We then make a dictionary linking each primary school in Cardiff to its summary information.

In [20]:
cardiff_primary_school_dict = {}
for school in primary_school_URLs.keys():
    cardiff_primary_school_dict[school] = make_stat_dict(primary_school_URLs[school])

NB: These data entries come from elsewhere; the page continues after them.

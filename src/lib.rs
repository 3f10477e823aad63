//! ChatDiary: chat with an AI companion during the day, then turn the
//! conversation into a diary entry.
//!
//! `DiaryApp` is the one object a front end talks to. Each user action is a
//! method returning `Result`; nothing here prints or prompts.

pub mod backup;
pub mod chat;
pub mod composer;
pub mod config;
pub mod context;
pub mod diary;
pub mod error;
pub mod gemini;
pub mod generation;
pub mod logging;
pub mod openai;
pub mod persona;
pub mod polish;
pub mod profile;
pub mod prompts;
pub mod provider;
pub mod splitter;
pub mod store;
pub mod transport;

use std::sync::Arc;

use chrono::{Local, NaiveDate, Utc};

use backup::ImportSummary;
use chat::{Attachment, ChatLogService, ChatMessage, Draft, Sender};
use composer::PolishContext;
use config::AppConfig;
use context::PREVIOUS_DAY_LIMIT;
use diary::{AiBriefing, Comment, CommentAuthor, DiaryEntry, DiaryService};
use generation::GeneratedDiary;
use openai::{ApiMessage, Role};
use persona::{ApiConfig, PersonaService};
use polish::PolishUpdate;
use profile::ProfileService;
use prompts::DiaryStyle;
use provider::{LlmClient, ModelInfo};
use splitter::Pacing;
use store::{KeyValueStore, SqliteStore};
use transport::{ReqwestTransport, Transport};

pub use error::{Error, Result};

/// Local calendar date right now
pub fn today() -> NaiveDate {
    Local::now().date_naive()
}

pub struct DiaryApp {
    diaries: DiaryService,
    personas: PersonaService,
    profile: ProfileService,
    chat_log: ChatLogService,
    client: LlmClient,
    pacing: Pacing,
    active_date: NaiveDate,
    messages: Vec<ChatMessage>,     // chat log of active_date
}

We then turn this dictionary into a dataframe.

In [21]:
cardiff_primary_school_df = pd.DataFrame.from_dict(cardiff_primary_school_dict, orient='index')

In [22]:
cardiff_primary_school_df

Unnamed: 0,Number of Pupils 2017,Free school meals FSM 3 year average Primary only(%),Pupil Teacher Ratio PTR Primary only,Attendance during the year Primary only(%),School budget per pupil,Pupils who have reached the expected level Core subject indicator Key Stage 2(%),Support Category,Pupils achieving the expected outcome in the Foundation Phase areas of learning(%),of pupils in the school who enjoy PE lessons a lot(%),of pupils in the school who are hooked on sport(%),Average number of minutes per week allocated for curricular PE Primary only
Adamsdown Primary,371.0,44.6,19.2,93.3,3757.0,78.3,Yellow,69.2,75.0,56.0,60.0
Albany Primary School,457.0,24.9,24.1,94.3,3422.0,77.8,Yellow,80.0,,,120.0
All Saints C/W Primary,194.0,19.2,22.9,94.6,3565.0,100.0,Yellow,93.3,,,
Allensbank Primary School,283.0,24.6,19.1,92.6,4541.0,76.2,Amber,86.2,,,
Baden Powell Primary School,417.0,35.2,20.8,93.8,3757.0,87.5,Amber,84.6,,,
Birchgrove Primary School,413.0,8.5,25.9,96.2,3192.0,98.2,Green,94.8,74.0,51.0,100.0
Bishop Childs C/W Primary,212.0,12.2,25.9,95.4,3490.0,96.8,Green,93.5,,,
Bryn Celyn Primary School,194.0,58.2,20.8,95.0,4357.0,85.7,Yellow,87.5,,,
Bryn Deri Primary,251.0,4.3,20.4,96.5,3935.0,100.0,Green,96.7,,,
Bryn Hafod Primary School,368.0,37.5,21.4,94.8,4270.0,95.5,Green,84.4,,,60.0


We can now look at the summary information for this data.

In [23]:
cardiff_primary_school_df.describe()

Unnamed: 0,Number of Pupils 2017,Free school meals FSM 3 year average Primary only(%),Pupil Teacher Ratio PTR Primary only,Attendance during the year Primary only(%),School budget per pupil,Pupils who have reached the expected level Core subject indicator Key Stage 2(%),Pupils achieving the expected outcome in the Foundation Phase areas of learning(%),of pupils in the school who enjoy PE lessons a lot(%),of pupils in the school who are hooked on sport(%),Average number of minutes per week allocated for curricular PE Primary only
count,98.0,97.0,98.0,97.0,98.0,95.0,95.0,26.0,26.0,51.0
mean,341.520408,23.885567,21.522449,94.945361,4070.428571,89.951579,88.174737,75.038462,47.384615,96.137255
std,144.794716,15.547923,2.94151,1.175622,1673.617133,7.333439,9.180587,8.224261,12.592305,30.408564
min,17.0,1.9,14.2,92.1,3095.0,69.2,44.4,59.0,26.0,2.0
25%,229.25,9.9,19.925,94.1,3491.75,85.4,83.65,71.0,36.25,90.0
50%,326.0,23.7,21.4,94.9,3812.0,90.5,90.5,74.0,49.5,105.0
75%,457.0,34.3,23.325,95.8,4200.75,96.4,94.85,81.0,56.0,120.0
max,708.0,60.3,28.6,97.1,19436.0,100.0,100.0,93.0,68.0,120.0


Calculate the number of primary school students in Cardiff.

In [25]:
cardiff_num_students = sum(cardiff_primary_school_df['Number of Pupils 2017'])
print(cardiff_num_students)

33469.0


Calculate the number of primary school students in Cardiff on FSM.

In [27]:
cardiff_fsm_students = sum((pd.to_numeric(cardiff_primary_school_df['Free school meals FSM  3 year average Primary only(%)'])/100 \
                                                  * cardiff_primary_school_df['Number of Pupils 2017']).dropna())
print(cardiff_fsm_students)

7513.486999999998


Calculate the percentage of primary school students in Cardiff who are on FSM.

In [28]:
cardiff_fsm_students/cardiff_num_students *100

22.44909319071379

From this we can see that the local schools actually have fewer primary school children on FSM.